Cela implique des choix tactiques.
La tactique et la stratégie
La question de la tactique employée par les
communistes a été au centre des différentes réunions de
l’Internationale Communiste. Chaque Parti Communiste était alors
en effet une composante de l’Internationale, qui décidait de
manière centralisée des tactiques à adopter.
Avec une vue d’ensemble et dans le cadre de la
crise générale du capitalisme, il s’agissait pour
l’Internationale d’agir tel un Parti Communiste mondial et
d’impulser les luttes de telle manière à ce qu’elles relancent
la vague révolutionnaire commencée avec Octobre 1917.
Par tactique, il faut comprendre ici la capacité
politique pour un parti à s’orienter, comprendre qu’il faut
faire des choix et effectuer les bons. Lénine nous en donne la
définition suivante :
« Sans un programme, le parti ne peut exister en tant qu’organisme politique plus ou moins intégral, capable en toutes occasions de maintenir fermement sa ligne à chaque tournant des événements.

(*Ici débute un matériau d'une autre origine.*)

use std::{fmt::Display, ops::Range};

use ariadne::{Color, Label, Report, ReportKind};
use chumsky::{Parser, container::Container, error::Rich, input::Input as _, span::SimpleSpan};

use crate::{ast::Description, reports::Reports, syntax::lexer::lexer};

pub mod lexer;
pub mod parser;
pub mod tokens;

pub type Span = SimpleSpan;
pub type Spanned<T> = (T, Span);

/// Lexes and parses a description file. Syntax errors end up in `reports`;
/// `None` is only returned when nothing usable could be recovered.
pub fn parse<'filename>(
    src: &str,
    reports: &mut Reports<'filename>,
    filename: &'filename str,
) -> Option<Description> {
    let (tokens, errors) = lexer().parse(src).into_output_errors();
    reports.extend_fatal(errors.into_iter().map(|error| make_report(error, filename)));

    let tokens = tokens?;
    let tokens = tokens
        .as_slice()
        .map((src.len()..src.len()).into(), |(t, s)| (t, s));

    let (description, errors) = parser::parser().parse(tokens).into_output_errors();
    reports.extend_fatal(errors.into_iter().map(|error| make_report(error, filename)));

    description
}

fn make_report<'src, 'tokens, T: Display>(
    error: Rich<'src, T>,
    filename: &'tokens str,
) -> Report<'static, (&'tokens str, Range<usize>)> {
    Report::build(ReportKind::Error, (filename, error.span().into_range()))
        .with_config(ariadne::Config::new().with_index_type(ariadne::IndexType::Byte))
        .with_message(error.to_string())
        .with_label(
            Label::new((filename, error.span().into_range()))
                .with_message(error.to_string())
                .with_color(Color::Red),
        )
        .finish()
}

#[derive(Debug, Clone)]
struct ExtendVec<T>(Vec<T>);

impl<T> Default for ExtendVec<T> {
    fn default() -> Self {
        Self(vec![])
    }
}

impl<I, T> Container<I> for ExtendVec<T>
where
    I: IntoIterator<Item = T>,
{
    fn push(&mut self, item: I) {
        self.0.extend(item);
    }

    fn with_capacity(n: usize) -> Self {
        Self(Vec::with_capacity(n))
    }
}
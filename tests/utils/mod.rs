#![allow(dead_code)]

use std::{fs, process::Command};

use servidl::{
    WireType,
    metadata::{MethodMetadata, ParameterMetadata, ServiceMetadata},
};
use tempfile::NamedTempFile;

pub trait CommandExt {
    fn run_and_check(&mut self) -> String;
    fn run_and_fail(&mut self) -> (i32, String);
}

impl CommandExt for Command {
    fn run_and_check(&mut self) -> String {
        let output = self.output().unwrap();

        assert!(
            output.status.success(),
            "Error running {}:\n{}",
            self.get_program().to_string_lossy(),
            String::from_utf8_lossy(if output.stderr.is_empty() {
                &output.stdout
            } else {
                &output.stderr
            })
        );

        String::from_utf8(output.stdout).unwrap()
    }

    /// Runs the command expecting failure, returning the exit code and stderr.
    fn run_and_fail(&mut self) -> (i32, String) {
        let output = self.output().unwrap();

        assert!(
            !output.status.success(),
            "{} unexpectedly succeeded:\n{}",
            self.get_program().to_string_lossy(),
            String::from_utf8_lossy(&output.stdout)
        );

        (
            output.status.code().unwrap(),
            String::from_utf8(output.stderr).unwrap(),
        )
    }
}

pub fn servidl() -> Command {
    let mut command = Command::new(env!("CARGO_BIN_EXE_servidl"));
    command.env("NO_COLOR", "1").env_remove("RUST_LOG");
    command
}

pub fn description_file(src: &str) -> NamedTempFile {
    let file = NamedTempFile::new().unwrap();
    fs::write(file.path(), src).unwrap();
    file
}

pub fn method(
    name: &str,
    return_type: WireType,
    parameters: &[(i16, &str, WireType)],
) -> MethodMetadata {
    let parameters = parameters
        .iter()
        .map(|(id, name, r#type)| ParameterMetadata::new(*id, *name, r#type.clone()))
        .collect();

    MethodMetadata::new(name, return_type, parameters).unwrap()
}

pub fn service(name: &str, methods: impl IntoIterator<Item = MethodMetadata>) -> ServiceMetadata {
    ServiceMetadata::new(name, methods).unwrap()
}

pub fn echo_service() -> ServiceMetadata {
    service(
        "EchoService",
        [method(
            "echo",
            WireType::STRING,
            &[(1, "message", WireType::STRING)],
        )],
    )
}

Sans une ligne tactique, basée sur une estimation de la situation politique en cours et fournissant des réponses précises aux « questions fâcheuses » du moment, il est possible d’avoir un petit groupe de théoriciens, mais non une unité politique opérante.
Sans une évaluation des courants idéologico-politiques « actifs », actuels et « à la mode », un programme et des tactiques peuvent dégénérer en « points » morts et il serait alors impossible de s’en servir pour résoudre les milliers de problèmes pratiques détaillés et infiniment concrets avec la compréhension de l’essence de ces problèmes, la compréhension de « ce dont il retourne ». »
Lénine, De la campagne électorale et de la plate-forme électorale, 1911
Les congrès de l’Internationale Communiste
étaient marqués par des débats sur la situation du capitalisme à
l’échelle mondiale, avec des décisions prises concernant les
tactiques à appliquer en conséquence. Chaque Parti devait réaliser
ces tactiques et le Comité Exécutif de l’Internationale
Communiste procédait aux rectifications nécessaires si tel n’était
pas suffisamment le cas.
Au bout d’une certaine période, il fut
considéré toutefois que cela demandait un travail de compréhension
de chaque pays qui revenait à chaque Parti Communiste particulier,
en raison de la très haute complexité de la question.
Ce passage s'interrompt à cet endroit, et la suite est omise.